◆ **Problem**: The response should contain only those lines of the entries below that include the string "PartialEq".
---- Entries provided
//! Bookcase – the cataloging engine of a personal library.
//!
//! Two cores make up the crate:
//! * A relational entity store for resources (books and other items), the
//!   persons and groups related to them, the group types classifying groups,
//!   and the objects (files, covers) attached to resources. It is backed by
//!   SQLite and queried through a small criteria algebra.
//! * A template language that turns resource metadata into strings such as
//!   file paths: `{authors#0}/{?series|wrap('@ - ')}{title}`.
//!
//! ## Modules
//! * [`construct`] – The entities, their patch records and well-known group types.
//! * [`datatype`] – Timestamps, publish dates and the enumerations stored as text.
//! * [`entry`] – Field specifications mapping entity properties to columns.
//! * [`persist`] – SQLite schema, versioning and savepoint transactions.
//! * [`criteria`] / [`sort`] – Criteria and sort specifications compiled to SQL.
//! * [`library`] – The [`library::LibraryDatabase`] store with typed CRUD and finders.
//! * [`formatter`] – Tokenizer, parser and evaluator of the template language.
//! * [`resolver`] – Template variables backed by an amalgamated resource.
//! * [`config`] – Layered settings and logging setup.
//!
//! ## Quick Start
//! ```
//! use bookcase::construct::{Person, Resource};
//! use bookcase::datatype::PersonRelation;
//! use bookcase::formatter::Evaluator;
//! use bookcase::library::LibraryDatabase;
//! use bookcase::persist::PersistenceMode;
//! use bookcase::resolver::ResourceResolver;
//!
//! let db = LibraryDatabase::new(PersistenceMode::InMemory).unwrap();
//! let book = db.add_resource(Resource::new("The Stand")).unwrap();
//! let king = db.add_person(Person::new("Stephen King", "King, Stephen")).unwrap();
//! db.add_person_relation(&book, &king, PersonRelation::Author).unwrap();
//!
//! let amalgamated = db.get_amalgamated_resource(&book).unwrap();
//! let evaluator = Evaluator::new(ResourceResolver::new(&amalgamated), false);
//! assert_eq!(evaluator.process("{author}/{title}").unwrap(), "Stephen King/The Stand");
//! ```

pub mod config;
pub mod construct;
pub mod criteria;
pub mod datatype;
pub mod entry;
pub mod error;
pub mod formatter;
pub mod library;
pub mod persist;
pub mod resolver;
pub mod sort;

pub use error::{CatalogError, Result};
pub use library::LibraryDatabase;
impl Entry for ObjectRelation {
    type Prop = ObjectProp;
    const KIND: EntityKind = EntityKind::ObjectRelation;

    fn get(&self, prop: ObjectProp) -> FieldValue {
        match prop {
            ObjectProp::Id => self.id.into(),
            ObjectProp::Resource => self.resource_uuid.as_str().into(),
            ObjectProp::Uuid => self.uuid.as_str().into(),
            ObjectProp::Role => self.role.into(),
            ObjectProp::Tag => self.tag.as_str().into(),
        }
    }
    fn from_values(mut row: FieldRow<ObjectProp>, _: &dyn ForeignLookup) -> Result<Self> {
        let role = row.text(ObjectProp::Role);
        Ok(Self {
            id: row.integer(ObjectProp::Id).unwrap_or_default(),
            resource_uuid: row.text(ObjectProp::Resource),
            uuid: row.text(ObjectProp::Uuid),
            role: role
                .parse()
                .map_err(|e: String| CatalogError::validation(EntityKind::ObjectRelation, "role", e))?,
            tag: row.text(ObjectProp::Tag),
        })
    }
}

#[derive(Clone, Debug, Default, PartialEq, Eq)]
pub struct ObjectRelationPatch {
    pub uuid: Option<String>,
    pub role: Option<ObjectRole>,
    pub tag: Option<String>,
}

impl Patch for ObjectRelationPatch {
    type Target = ObjectRelation;
    fn assignments(&self) -> Vec<(ObjectProp, FieldValue)> {
        let mut set = Vec::new();
        if let Some(v) = &self.uuid {
            set.push((ObjectProp::Uuid, v.as_str().into()));
        }
        if let Some(v) = self.role {
            set.push((ObjectProp::Role, v.into()));
        }
        if let Some(v) = &self.tag {
            set.push((ObjectProp::Tag, v.as_str().into()));
        }
        set
    }
}

// ------------- Relation rows -------------
#[derive(Clone, Debug, PartialEq, Eq)]
pub(crate) struct PersonLink {
    pub resource_uuid: String,
    pub person_uuid: String,
    pub relation: PersonRelation,
}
--------
◆ **Response to this task**:
#[derive(Clone, Debug, Default, PartialEq, Eq)]
#[derive(Clone, Debug, PartialEq, Eq)]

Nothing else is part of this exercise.